Not so sure with the READ_ONCE() & the volatile underneath; a quick
compiler test with a volatile read before a branch tells me we still do the
read before the branch, even if the value is only used after the branch.

>>      if (p) {
>>              min_util = max(min_util, uclamp_eff_value(p, UCLAMP_MIN));
>> @@ -2371,6 +2396,11 @@ unsigned long uclamp_rq_util_with(struct rq *rq, unsigned long util,
>>
>>      return clamp(util, min_util, max_util);
>>  }
>> +
>> +static inline bool uclamp_is_enabled(void)
>> +{
>> +	return static_branch_likely(&sched_uclamp_used);
>> +}
>
> Looks like here we mix up terms, which can be confusing.
> AFAIKS, we use:
> - *_enabled for the sched class flags (compile time)

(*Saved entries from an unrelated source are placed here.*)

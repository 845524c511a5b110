//! Handshake on-chain record translation and the external collaborator
//! interfaces the resolver drives: a headers-only SPV client and the
//! peer-to-peer `getproof` exchange (spec.md §3, §4.3, §6).
//!
//! The SPV header chain, its Blake2b+SHA3+XOR header hash, and the wire
//! encoding of `getheaders`/`headers`/`getproof`/`proof` messages are
//! explicitly out of scope (spec.md §1) — this module only defines the
//! trait boundary a real implementation of those would satisfy, and the
//! pure decode step that turns a received proof's records into DNS data.

use std::net::{Ipv4Addr, Ipv6Addr};

use async_trait::async_trait;

use crate::dns::{DNSResource, DNSResourceClass, DNSResourceType, RData};
use crate::error::{HsknsError, Result};

/// One record as emitted by the on-chain name-tree proof (spec.md §3
/// "Handshake resource record").
#[derive(Debug, Clone, PartialEq, Eq)]
pub struct HskResource {
    pub rtype: u8,
    pub data: Vec<u8>,
}

pub const HSK_NS: u8 = 0;
pub const HSK_GLUE4: u8 = 1;
pub const HSK_GLUE6: u8 = 2;
pub const HSK_SYNTH4: u8 = 3;
pub const HSK_SYNTH6: u8 = 4;
pub const HSK_DS: u8 = 5;
pub const HSK_TXT: u8 = 6;

/// Outcome of a `getproof` exchange with a full node.
#[derive(Debug, Clone)]
pub enum ProofResult {
    Found {
        records: Vec<HskResource>,
        /// Whether the peer advertised the `NETWORK` service bit during
        /// its handshake (spec.md §4.2's verified-peer criterion).
        advertised_network: bool,
    },
    NotFound,
}

/// The SPV/peer-network boundary: a headers-only chain client that also
/// knows how to reach full nodes for name-tree proofs. Left as a trait
/// because its wire format and header-hash primitive are out of scope —
/// a real implementation speaks `getheaders`/`headers`/`getproof`/`proof`
/// over TCP port `MAINNET_PORT` against the addresses the peer registry
/// hands it.
#[async_trait]
pub trait SpvClient: Send + Sync {
    /// Current chain tip height, used as the cache's aging-window clock.
    fn current_height(&self) -> u64;

    /// Requests a name-tree proof for `name` from `peer` (an `ip:port`
    /// string). `connect_timeout`/`read_timeout` bound the two
    /// suspension points spec.md §5 calls out.
    async fn get_proof(
        &self,
        peer: &str,
        name: &str,
        connect_timeout: std::time::Duration,
        read_timeout: std::time::Duration,
    ) -> Result<ProofResult>;
}

/// Decodes a single Handshake record into the DNS resource it represents,
/// tagging it against `owner`. `owner` is the name the resulting record is
/// attached to — the TLD for NS/GLUE rows, the exact qname for DS/TLSA.
///
/// SYNTH4/SYNTH6 remain an explicit stub: the wire format is a
/// Handshake-specific base32 encoding of the address inside the owner
/// name, and spec.md §9 is explicit that its precise layout isn't
/// available here — guessing a layout would silently produce wrong
/// addresses rather than a visible failure, so this returns
/// `NotSupported` instead.
pub fn decode_record(owner: &str, record: &HskResource) -> Result<DNSResource> {
    match record.rtype {
        HSK_NS => {
            let host = std::str::from_utf8(&record.data)
                .map_err(|_| HsknsError::BadProof {
                    peer: owner.to_string(),
                    reason: "NS record is not valid UTF-8".to_string(),
                })?
                .to_string();
            Ok(DNSResource {
                name: owner.to_string(),
                rtype: DNSResourceType::NS,
                rclass: DNSResourceClass::IN,
                ttl: crate::constants::DNS_CACHE_TTL_SECONDS,
                rdata: RData::Ns(host),
            })
        }
        HSK_GLUE4 => decode_glue4(owner, &record.data),
        HSK_GLUE6 => decode_glue6(owner, &record.data),
        HSK_SYNTH4 | HSK_SYNTH6 => Err(HsknsError::NotSupported(
            "SYNTH4/SYNTH6 base32 address decoding is not implemented".to_string(),
        )),
        HSK_DS => Ok(DNSResource {
            name: owner.to_string(),
            rtype: DNSResourceType::DS,
            rclass: DNSResourceClass::IN,
            ttl: crate::constants::DNS_CACHE_TTL_SECONDS,
            rdata: RData::Ds(record.data.clone()),
        }),
        HSK_TXT => {
            let text = String::from_utf8_lossy(&record.data).into_owned();
            Ok(DNSResource {
                name: owner.to_string(),
                rtype: DNSResourceType::TXT,
                rclass: DNSResourceClass::IN,
                ttl: crate::constants::DNS_CACHE_TTL_SECONDS,
                rdata: RData::Txt(vec![text]),
            })
        }
        other => Err(HsknsError::BadProof {
            peer: owner.to_string(),
            reason: format!("unknown Handshake record type {other}"),
        }),
    }
}

/// GLUE4 is `name\0 + 4-byte v4`; the legacy bare-IP form (exactly 4
/// bytes, no name) is also accepted for backward compatibility.
fn decode_glue4(fallback_owner: &str, data: &[u8]) -> Result<DNSResource> {
    let (owner, addr_bytes) = split_glue(data, 4, fallback_owner)?;
    let octets: [u8; 4] = addr_bytes
        .try_into()
        .map_err(|_| HsknsError::BadProof {
            peer: fallback_owner.to_string(),
            reason: "GLUE4 payload is not 4 bytes".to_string(),
        })?;
    Ok(DNSResource {
        name: owner,
        rtype: DNSResourceType::A,
        rclass: DNSResourceClass::IN,
        ttl: crate::constants::DNS_CACHE_TTL_SECONDS,
        rdata: RData::A(Ipv4Addr::from(octets)),
    })
}

fn decode_glue6(fallback_owner: &str, data: &[u8]) -> Result<DNSResource> {
    let (owner, addr_bytes) = split_glue(data, 16, fallback_owner)?;
    let octets: [u8; 16] = addr_bytes
        .try_into()
        .map_err(|_| HsknsError::BadProof {
            peer: fallback_owner.to_string(),
            reason: "GLUE6 payload is not 16 bytes".to_string(),
        })?;
    Ok(DNSResource {
        name: owner,
        rtype: DNSResourceType::AAAA,
        rclass: DNSResourceClass::IN,
        ttl: crate::constants::DNS_CACHE_TTL_SECONDS,
        rdata: RData::Aaaa(Ipv6Addr::from(octets)),
    })
}

/// Splits a GLUE payload into `(owner name, address bytes)`. If the
/// payload is exactly `addr_len` bytes, it's the legacy bare-IP form and
/// `fallback_owner` is used as the name; otherwise it's `name\0addr`.
fn split_glue<'a>(data: &'a [u8], addr_len: usize, fallback_owner: &str) -> Result<(String, &'a [u8])> {
    if data.len() == addr_len {
        return Ok((fallback_owner.to_string(), data));
    }
    let nul = data
        .iter()
        .position(|&b| b == 0)
        .ok_or_else(|| HsknsError::BadProof {
            peer: fallback_owner.to_string(),
            reason: "GLUE payload missing name terminator".to_string(),
        })?;
    let name = std::str::from_utf8(&data[..nul])
        .map_err(|_| HsknsError::BadProof {
            peer: fallback_owner.to_string(),
            reason: "GLUE owner name is not valid UTF-8".to_string(),
        })?
        .to_string();
    Ok((name, &data[nul + 1..]))
}

#[cfg(test)]
mod tests {
    use super::*;

    #[test]
    fn decodes_ns_record() {
        let rr = HskResource {
            rtype: HSK_NS,
            data: b"ns1.example.".to_vec(),
        };
        let decoded = decode_record("woodbur", &rr).unwrap();
        assert_eq!(decoded.rtype, DNSResourceType::NS);
        assert_eq!(decoded.rdata, RData::Ns("ns1.example.".to_string()));
    }

    #[test]
    fn decodes_glue4_with_embedded_name() {
        let mut data = b"ns1.woodbur.\0".to_vec();
        data.extend_from_slice(&[93, 184, 216, 34]);
        let rr = HskResource {
            rtype: HSK_GLUE4,
            data,
        };
        let decoded = decode_record("woodbur", &rr).unwrap();
        assert_eq!(decoded.name, "ns1.woodbur.");
        assert_eq!(decoded.rdata, RData::A(Ipv4Addr::new(93, 184, 216, 34)));
    }

    #[test]
    fn decodes_legacy_bare_ip_glue4() {
        let rr = HskResource {
            rtype: HSK_GLUE4,
            data: vec![1, 2, 3, 4],
        };
        let decoded = decode_record("ns1.woodbur.", &rr).unwrap();
        assert_eq!(decoded.name, "ns1.woodbur.");
        assert_eq!(decoded.rdata, RData::A(Ipv4Addr::new(1, 2, 3, 4)));
    }

    #[test]
    fn decodes_glue6() {
        let mut data = b"ns1.woodbur.\0".to_vec();
        data.extend_from_slice(&[0u8; 15]);
        data.push(1);
        let rr = HskResource {
            rtype: HSK_GLUE6,
            data,
        };
        let decoded = decode_record("woodbur", &rr).unwrap();
        assert_eq!(decoded.rdata, RData::Aaaa(Ipv6Addr::new(0, 0, 0, 0, 0, 0, 0, 1)));
    }

    #[test]
    fn synth_records_are_explicitly_not_supported() {
        let rr = HskResource {
            rtype: HSK_SYNTH4,
            data: vec![0u8; 8],
        };
        assert!(matches!(
            decode_record("woodbur", &rr),
            Err(HsknsError::NotSupported(_))
        ));
    }

    #[test]
    fn decodes_ds_and_txt() {
        let ds = HskResource {
            rtype: HSK_DS,
            data: vec![1, 2, 3, 4],
        };
        assert_eq!(decode_record("woodbur", &ds).unwrap().rdata, RData::Ds(vec![1, 2, 3, 4]));

        let txt = HskResource {
            rtype: HSK_TXT,
            data: b"hello".to_vec(),
        };
        assert_eq!(
            decode_record("woodbur", &txt).unwrap().rdata,
            RData::Txt(vec!["hello".to_string()])
        );
    }
}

> - *_used    for the user-space opting in (run time)
>
> Thus, perhaps we can just use the same pattern used by the
> sched_numa_balancing static key:
>
>   $ git grep sched_numa_balancing
>   kernel/sched/core.c:DEFINE_STATIC_KEY_FALSE(sched_numa_balancing);
>   kernel/sched/core.c:            static_branch_enable(&sched_numa_balancing);
>   kernel/sched/core.c:            static_branch_disable(&sched_numa_balancing);
>   kernel/sched/core.c:    int state = static_branch_likely(&sched_numa_balancing);
>   kernel/sched/fair.c:    if (!static_branch_likely(&sched_numa_balancing))
>   kernel/sched/fair.c:    if (!static_branch_likely(&sched_numa_balancing))
>   kernel/sched/fair.c:    if (!static_branch_likely(&sched_numa_balancing))
>   kernel/sched/fair.c:    if (static_branch_unlikely(&sched_numa_balancing))
>   kernel/sched/sched.h:extern struct static_key_false sched_numa_balancing;
>
> IOW: unconditionally define sched_uclamp_used as non static in core.c,
> and use it directly on schedutil too.
>
>>  #else /* CONFIG_UCLAMP_TASK */
>>  static inline
>>  unsigned long uclamp_rq_util_with(struct rq *rq, unsigned long util,
>> @@ -2378,6 +2408,11 @@ unsigned long uclamp_rq_util_with(struct rq *rq, unsigned long util,
>>  {
>>      return util;
>>  }
>> +
>> +static inline bool uclamp_is_enabled(void)
>> +{
>> +	return false;
>> +}
>>  #endif /* CONFIG_UCLAMP_TASK */
>>
>>  #ifdef arch_scale_freq_capacity
>
> Best,
> Patrick